Another blow to AZO stock came from AutoZone’s revenue of $3.95 billion. That’s another miss next to analysts’ estimated $3.98 billion for the period. This is despite a 2.3% increase from the $3.86 billion reported in Fiscal Q2 2024. The U.S. company saw strong international performance but faced troubles back home due to currency rate changes.
AZO stock hasn’t fared well in pre-market trading today with the company’s stock down 1.09% as of this writing. That follows a 0.44% drop yesterday leading into its latest earnings report. However, the stock is still up 8.61% year-to-date and 12.08% over the past 52 weeks.

What to Expect from AutoZone in 2025
AutoZone President and CEO Phil Daniele spoke about the company’s future in its latest earnings report. He claimed it’s “excited about our momentum heading into the back half of the fiscal year,” and noted it is “well prepared for our spring and summer selling season.”
AutoZone plans to continue investments in its business, including opening new international stores to take advantage of its growing strength overseas. During the latest quarter, it opened 28 new stores in the U.S., 13 in Mexico, and four in Brazil.

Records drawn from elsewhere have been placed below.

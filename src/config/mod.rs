// Copyright 2025 Muvon Un Limited
//
// Licensed under the Apache License, Version 2.0 (the "License");
// you may not use this file except in compliance with the License.
// You may obtain a copy of the License at
//
//     http://www.apache.org/licenses/LICENSE-2.0
//
// Unless required by applicable law or agreed to in writing, software
// distributed under the License is distributed on an "AS IS" BASIS,
// WITHOUT WARRANTIES OR CONDITIONS OF ANY KIND, either express or implied.
// See the License for the specific language governing permissions and
// limitations under the License.

use serde::{Deserialize, Serialize};
use std::cell::Cell;
use std::path::PathBuf;
use std::str::FromStr;
use std::time::Duration;

// Re-export all modules
pub mod backends;
pub mod loading;
pub mod providers;
pub mod validation;

pub use backends::*;
pub use providers::*;

/// Persona used when the config does not override `system_prompt`
pub const DEFAULT_SYSTEM_PROMPT: &str = "You are a helpful technical tutor who specializes in explaining:
- Python code and programming concepts
- Software engineering principles and best practices
- Data science techniques and methodologies
- Large Language Models (LLMs) and AI concepts
- Machine learning algorithms and implementations

Your explanations should be clear and detailed without being verbose, include practical examples \
when they help, explain both the \"what\" and the \"why\", suit someone with basic programming \
knowledge, and be well structured with proper formatting.

If code is provided, explain it step by step and mention best practices or possible improvements.";

/// Placeholder replaced by the user's question in `question_template`
pub const QUESTION_PLACEHOLDER: &str = "{question}";

#[derive(Debug, Serialize, Deserialize, Clone, Copy, PartialEq, Eq, Default)]
pub enum LogLevel {
	#[serde(rename = "none")]
	#[default]
	None,
	#[serde(rename = "info")]
	Info,
	#[serde(rename = "debug")]
	Debug,
}

impl LogLevel {
	/// Check if info logging is enabled
	pub fn is_info_enabled(&self) -> bool {
		matches!(self, LogLevel::Info | LogLevel::Debug)
	}

	/// Check if debug logging is enabled
	pub fn is_debug_enabled(&self) -> bool {
		matches!(self, LogLevel::Debug)
	}
}

impl FromStr for LogLevel {
	type Err = String;

	fn from_str(s: &str) -> Result<Self, Self::Err> {
		match s.to_lowercase().as_str() {
			"none" => Ok(LogLevel::None),
			"info" => Ok(LogLevel::Info),
			"debug" => Ok(LogLevel::Debug),
			other => Err(format!(
				"Invalid log level '{}'. Use one of: none, info, debug",
				other
			)),
		}
	}
}

// Default functions
fn default_backend_key() -> String {
	"llama".to_string() // Local model first, like the tutor always did
}

fn default_temperature() -> f32 {
	0.7
}

fn default_max_tokens() -> u32 {
	2000
}

fn default_request_timeout_secs() -> u64 {
	120
}

fn default_probe_timeout_ms() -> u64 {
	1500
}

fn default_transcript_dir() -> PathBuf {
	PathBuf::from(".")
}

fn default_enable_markdown_rendering() -> bool {
	true
}

fn default_question_template() -> String {
	format!(
		"Please give a detailed explanation to the following question: {}",
		QUESTION_PLACEHOLDER
	)
}

#[derive(Debug, Serialize, Deserialize, Clone)]
pub struct Config {
	#[serde(default)]
	pub log_level: LogLevel,

	// Key of the backend selected when the session starts
	#[serde(default = "default_backend_key")]
	pub default_backend: String,

	#[serde(default = "default_temperature")]
	pub temperature: f32,
	#[serde(default = "default_max_tokens")]
	pub max_tokens: u32,
	#[serde(default = "default_request_timeout_secs")]
	pub request_timeout_secs: u64,
	#[serde(default = "default_probe_timeout_ms")]
	pub probe_timeout_ms: u64,

	// Where `!save` writes markdown transcripts
	#[serde(default = "default_transcript_dir")]
	pub transcript_dir: PathBuf,
	#[serde(default)]
	pub save_on_exit: bool,

	#[serde(default = "default_enable_markdown_rendering")]
	pub enable_markdown_rendering: bool,

	#[serde(default, skip_serializing_if = "Option::is_none")]
	pub system_prompt: Option<String>,
	#[serde(default = "default_question_template")]
	pub question_template: String,

	#[serde(default)]
	pub providers: ProvidersConfig,

	#[serde(default = "default_backends")]
	pub backends: Vec<BackendConfig>,

	#[serde(skip)]
	config_path: Option<PathBuf>,
}

impl Default for Config {
	fn default() -> Self {
		Self {
			log_level: LogLevel::default(),
			default_backend: default_backend_key(),
			temperature: default_temperature(),
			max_tokens: default_max_tokens(),
			request_timeout_secs: default_request_timeout_secs(),
			probe_timeout_ms: default_probe_timeout_ms(),
			transcript_dir: default_transcript_dir(),
			save_on_exit: false,
			enable_markdown_rendering: default_enable_markdown_rendering(),
			system_prompt: None,
			question_template: default_question_template(),
			providers: ProvidersConfig::default(),
			backends: default_backends(),
			config_path: None,
		}
	}
}

impl Config {
	/// Get the global log level (system-wide setting)
	pub fn get_log_level(&self) -> LogLevel {
		self.log_level
	}

	/// System persona sent as the first message of every request
	pub fn get_system_prompt(&self) -> &str {
		match &self.system_prompt {
			Some(prompt) if !prompt.trim().is_empty() => prompt,
			_ => DEFAULT_SYSTEM_PROMPT,
		}
	}

	pub fn request_timeout(&self) -> Duration {
		Duration::from_secs(self.request_timeout_secs)
	}

	pub fn probe_timeout(&self) -> Duration {
		Duration::from_millis(self.probe_timeout_ms)
	}

	pub fn config_path(&self) -> Option<&PathBuf> {
		self.config_path.as_ref()
	}
}

// Logging macros for different log levels
// These macros automatically check the current log level and only print if appropriate

thread_local! {
	static CURRENT_LOG_LEVEL: Cell<Option<LogLevel>> = const { Cell::new(None) };
}

/// Set the log level for the thread (to be used by logging macros)
pub fn set_thread_config(config: &Config) {
	set_thread_log_level(config.get_log_level());
}

pub fn set_thread_log_level(level: LogLevel) {
	CURRENT_LOG_LEVEL.with(|c| c.set(Some(level)));
}

/// Get the log level for the thread, if one was set
pub fn with_thread_log_level<F, R>(f: F) -> Option<R>
where
	F: FnOnce(LogLevel) -> R,
{
	CURRENT_LOG_LEVEL.with(|c| c.get().map(f))
}

/// Info logging macro with automatic cyan coloring
/// Shows info messages when log level is Info OR Debug
#[macro_export]
macro_rules! log_info {
	($fmt:expr) => {
		if let Some(true) = $crate::config::with_thread_log_level(|level| level.is_info_enabled()) {
			use colored::Colorize;
			println!("{}", $fmt.cyan());
		}
	};
	($fmt:expr, $($arg:expr),*) => {
		if let Some(true) = $crate::config::with_thread_log_level(|level| level.is_info_enabled()) {
			use colored::Colorize;
			println!("{}", format!($fmt, $($arg),*).cyan());
		}
	};
}

/// Debug logging macro with automatic bright blue coloring
#[macro_export]
macro_rules! log_debug {
	($fmt:expr) => {
		if let Some(true) = $crate::config::with_thread_log_level(|level| level.is_debug_enabled()) {
			use colored::Colorize;
			println!("{}", $fmt.bright_blue());
		}
	};
	($fmt:expr, $($arg:expr),*) => {
		if let Some(true) = $crate::config::with_thread_log_level(|level| level.is_debug_enabled()) {
			use colored::Colorize;
			println!("{}", format!($fmt, $($arg),*).bright_blue());
		}
	};
}

/// Error logging macro with automatic bright red coloring
/// Always visible regardless of log level (errors should always be shown)
#[macro_export]
macro_rules! log_error {
	($fmt:expr) => {{
		use colored::Colorize;
		eprintln!("{}", $fmt.bright_red());
	}};
	($fmt:expr, $($arg:expr),*) => {{
		use colored::Colorize;
		eprintln!("{}", format!($fmt, $($arg),*).bright_red());
	}};
}
// Copyright 2025 Muvon Un Limited
//
// Licensed under the Apache License, Version 2.0 (the "License");
// you may not use this file except in compliance with the License.
// You may obtain a copy of the License at
//
//     http://www.apache.org/licenses/LICENSE-2.0
//
// Unless required by applicable law or agreed to in writing, software
// distributed under the License is distributed on an "AS IS" BASIS,
// WITHOUT WARRANTIES OR CONDITIONS OF ANY KIND, either express or implied.
// See the License for the specific language governing permissions and
// limitations under the License.

// Session module for handling interactive tutoring sessions

pub mod chat; // Chat session logic
mod chat_helper; // Chat command completion
pub mod errors; // Error taxonomy surfaced by a turn
pub mod providers; // Provider abstraction layer
pub mod registry; // Static catalog of backends

pub use errors::SessionError;
pub use providers::{
	Availability, BackendClient, BackendError, ClientTable, ProviderFactory, RequestOptions,
};
pub use registry::{BackendDescriptor, BackendRegistry, ProviderKind, RegistryError};

use serde::{Deserialize, Serialize};

pub const ROLE_SYSTEM: &str = "system";
pub const ROLE_USER: &str = "user";
pub const ROLE_ASSISTANT: &str = "assistant";

/// Role-tagged message in the shape both provider APIs accept
#[derive(Serialize, Deserialize, Debug, Clone, PartialEq)]
pub struct Message {
	pub role: String,
	pub content: String,
}

impl Message {
	pub fn new(role: &str, content: &str) -> Self {
		Self {
			role: role.to_string(),
			content: content.to_string(),
		}
	}

	pub fn system(content: &str) -> Self {
		Self::new(ROLE_SYSTEM, content)
	}

	pub fn user(content: &str) -> Self {
		Self::new(ROLE_USER, content)
	}

	pub fn assistant(content: &str) -> Self {
		Self::new(ROLE_ASSISTANT, content)
	}
}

Is AZO Stock a Buy, Sell, or Hold?
Turning to Wall Street, the analysts’ consensus estimate is Strong Buy based on 17 Buy and two Hold ratings over the last three months. With that comes an average price target of $3,678.42, a high of $3,900, and a low of $3,350. This represents a potential 5.77% upside for AZO stock. These ratings and price targets will likely change as analysts update their coverage after today’s earnings.